Exercise instructions: What you return must match the records exactly, with every line included.

Stored data entries
= Beginning of Section =
//! MetadataStore — bounded in-memory cache of deployment metadata.
//!
//! New ids beyond capacity are rejected rather than evicting older entries;
//! the expiry path is what frees slots.

use std::collections::{HashMap, HashSet};

use serde_json::Value;
use tokio::sync::RwLock;
use tracing::{debug, warn};

/// Capacity-bounded `id -> metadata` map.
pub struct MetadataStore {
    capacity: usize,
    entries: RwLock<HashMap<String, Value>>,
}

impl MetadataStore {
    pub fn new(capacity: usize) -> Self {
        Self {
            capacity,
            entries: RwLock::new(HashMap::new()),
        }
    }

    pub fn capacity(&self) -> usize {
        self.capacity
    }

    /// Store `metadata` for `id`.
    ///
    /// Returns `false` without storing when the id is empty, the value is
    /// not a JSON object, or the store is full and `id` is not already
    /// present.
    pub async fn set(&self, id: &str, metadata: Value) -> bool {
        if id.is_empty() || !metadata.is_object() {
            return false;
        }
        let mut entries = self.entries.write().await;
        if entries.len() >= self.capacity && !entries.contains_key(id) {
            warn!(deployment_id = %id, capacity = self.capacity, "metadata store full, entry rejected");
            return false;
        }
        entries.insert(id.to_string(), metadata);
        true
    }

    pub async fn get(&self, id: &str) -> Option<Value> {
        self.entries.read().await.get(id).cloned()
    }

    /// Remove `id`. Returns whether it was present.
    pub async fn delete(&self, id: &str) -> bool {
        self.entries.write().await.remove(id).is_some()
    }

    /// Drop every entry whose id is not in `active_ids`.
    pub async fn prune_inactive(&self, active_ids: &[String]) -> usize {
        let active: HashSet<&str> = active_ids.iter().map(String::as_str).collect();
        let mut entries = self.entries.write().await;
        let before = entries.len();
        entries.retain(|id, _| active.contains(id.as_str()));
        let pruned = before - entries.len();
        if pruned > 0 {
            debug!(pruned, remaining = entries.len(), "pruned inactive metadata");
        }
        pruned
    }

    pub async fn len(&self) -> usize {
        self.entries.read().await.len()
    }

    pub async fn is_empty(&self) -> bool {
        self.entries.read().await.is_empty()
    }

    /// Copy of every entry.
    pub async fn snapshot(&self) -> HashMap<String, Value> {
        self.entries.read().await.clone()
    }
}

#[cfg(test)]
mod tests {
    use std::sync::Arc;

    use serde_json::json;

    use super::*;

    #[tokio::test]
    async fn set_and_get() {
        let store = MetadataStore::new(2);
        assert!(store.set("abc", json!({"owner": "ci"})).await);
        assert_eq!(store.get("abc").await, Some(json!({"owner": "ci"})));
        assert_eq!(store.get("missing").await, None);
    }

    #[tokio::test]
    async fn rejects_invalid_entries() {
        let store = MetadataStore::new(2);
        assert!(!store.set("", json!({"a": 1})).await);
        assert!(!store.set("abc", json!("not a map")).await);
        assert!(!store.set("abc", json!([1, 2])).await);
        assert!(store.is_empty().await);
    }

    #[tokio::test]
    async fn capacity_rejects_new_ids_but_allows_replacement() {
        let store = MetadataStore::new(2);
        assert!(store.set("a", json!({"v": 1})).await);
        assert!(store.set("b", json!({"v": 1})).await);
        assert!(!store.set("c", json!({"v": 1})).await);
        assert_eq!(store.len().await, 2);

        assert!(store.set("a", json!({"v": 2})).await);
        assert_eq!(store.get("a").await, Some(json!({"v": 2})));
        assert_eq!(store.get("c").await, None);
    }

    #[tokio::test]
    async fn delete_frees_a_slot() {
        let store = MetadataStore::new(1);
        assert!(store.set("a", json!({})).await);
        assert!(store.delete("a").await);
        assert!(!store.delete("a").await);
        assert!(store.set("b", json!({})).await);
    }

    #[tokio::test]
    async fn prune_inactive_is_exact() {
        let store = MetadataStore::new(10);
        for id in ["a", "b", "c", "d"] {
            store.set(id, json!({})).await;
        }
        let pruned = store
            .prune_inactive(&["b".to_string(), "d".to_string(), "zzz".to_string()])
            .await;
        assert_eq!(pruned, 2);
        let mut ids: Vec<String> = store.snapshot().await.into_keys().collect();
        ids.sort();
        assert_eq!(ids, vec!["b", "d"]);
    }

    #[tokio::test]
    async fn concurrent_sets_never_exceed_capacity() {
        let store = Arc::new(MetadataStore::new(5));
        let mut handles = Vec::new();
        for i in 0..50 {
            let store = store.clone();
            handles.push(tokio::spawn(async move {
                store.set(&format!("id-{i}"), json!({"i": i})).await
            }));
        }
        let mut accepted = 0;
        for handle in handles {
            if handle.await.unwrap() {
                accepted += 1;
            }
        }
        assert_eq!(accepted, 5);
        assert_eq!(store.len().await, 5);
    }
}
= End of Section =
Output for this exercise:
//! MetadataStore — bounded in-memory cache of deployment metadata.
//!
//! New ids beyond capacity are rejected rather than evicting older entries;
//! the expiry path is what frees slots.

use std::collections::{HashMap, HashSet};

use serde_json::Value;
use tokio::sync::RwLock;
use tracing::{debug, warn};

/// Capacity-bounded `id -> metadata` map.
pub struct MetadataStore {
    capacity: usize,
    entries: RwLock<HashMap<String, Value>>,
}

impl MetadataStore {
    pub fn new(capacity: usize) -> Self {
        Self {
            capacity,
            entries: RwLock::new(HashMap::new()),
        }
    }

    pub fn capacity(&self) -> usize {
        self.capacity
    }

    /// Store `metadata` for `id`.
    ///
    /// Returns `false` without storing when the id is empty, the value is
    /// not a JSON object, or the store is full and `id` is not already
    /// present.
    pub async fn set(&self, id: &str, metadata: Value) -> bool {
        if id.is_empty() || !metadata.is_object() {
            return false;
        }
        let mut entries = self.entries.write().await;
        if entries.len() >= self.capacity && !entries.contains_key(id) {
            warn!(deployment_id = %id, capacity = self.capacity, "metadata store full, entry rejected");
            return false;
        }
        entries.insert(id.to_string(), metadata);
        true
    }

    pub async fn get(&self, id: &str) -> Option<Value> {
        self.entries.read().await.get(id).cloned()
    }

    /// Remove `id`. Returns whether it was present.
    pub async fn delete(&self, id: &str) -> bool {
        self.entries.write().await.remove(id).is_some()
    }

    /// Drop every entry whose id is not in `active_ids`.
    pub async fn prune_inactive(&self, active_ids: &[String]) -> usize {
        let active: HashSet<&str> = active_ids.iter().map(String::as_str).collect();
        let mut entries = self.entries.write().await;
        let before = entries.len();
        entries.retain(|id, _| active.contains(id.as_str()));
        let pruned = before - entries.len();
        if pruned > 0 {
            debug!(pruned, remaining = entries.len(), "pruned inactive metadata");
        }
        pruned
    }

    pub async fn len(&self) -> usize {
        self.entries.read().await.len()
    }

    pub async fn is_empty(&self) -> bool {
        self.entries.read().await.is_empty()
    }

    /// Copy of every entry.
    pub async fn snapshot(&self) -> HashMap<String, Value> {
        self.entries.read().await.clone()
    }
}

#[cfg(test)]
mod tests {
    use std::sync::Arc;

    use serde_json::json;

    use super::*;

    #[tokio::test]
    async fn set_and_get() {
        let store = MetadataStore::new(2);
        assert!(store.set("abc", json!({"owner": "ci"})).await);
        assert_eq!(store.get("abc").await, Some(json!({"owner": "ci"})));
        assert_eq!(store.get("missing").await, None);
    }

    #[tokio::test]
    async fn rejects_invalid_entries() {
        let store = MetadataStore::new(2);
        assert!(!store.set("", json!({"a": 1})).await);
        assert!(!store.set("abc", json!("not a map")).await);
        assert!(!store.set("abc", json!([1, 2])).await);
        assert!(store.is_empty().await);
    }

    #[tokio::test]
    async fn capacity_rejects_new_ids_but_allows_replacement() {
        let store = MetadataStore::new(2);
        assert!(store.set("a", json!({"v": 1})).await);
        assert!(store.set("b", json!({"v": 1})).await);
        assert!(!store.set("c", json!({"v": 1})).await);
        assert_eq!(store.len().await, 2);

        assert!(store.set("a", json!({"v": 2})).await);
        assert_eq!(store.get("a").await, Some(json!({"v": 2})));
        assert_eq!(store.get("c").await, None);
    }

    #[tokio::test]
    async fn delete_frees_a_slot() {
        let store = MetadataStore::new(1);
        assert!(store.set("a", json!({})).await);
        assert!(store.delete("a").await);
        assert!(!store.delete("a").await);
        assert!(store.set("b", json!({})).await);
    }

    #[tokio::test]
    async fn prune_inactive_is_exact() {
        let store = MetadataStore::new(10);
        for id in ["a", "b", "c", "d"] {
            store.set(id, json!({})).await;
        }
        let pruned = store
            .prune_inactive(&["b".to_string(), "d".to_string(), "zzz".to_string()])
            .await;
        assert_eq!(pruned, 2);
        let mut ids: Vec<String> = store.snapshot().await.into_keys().collect();
        ids.sort();
        assert_eq!(ids, vec!["b", "d"]);
    }

    #[tokio::test]
    async fn concurrent_sets_never_exceed_capacity() {
        let store = Arc::new(MetadataStore::new(5));
        let mut handles = Vec::new();
        for i in 0..50 {
            let store = store.clone();
            handles.push(tokio::spawn(async move {
                store.set(&format!("id-{i}"), json!({"i": i})).await
            }));
        }
        let mut accepted = 0;
        for handle in handles {
            if handle.await.unwrap() {
                accepted += 1;
            }
        }
        assert_eq!(accepted, 5);
        assert_eq!(store.len().await, 5);
    }
}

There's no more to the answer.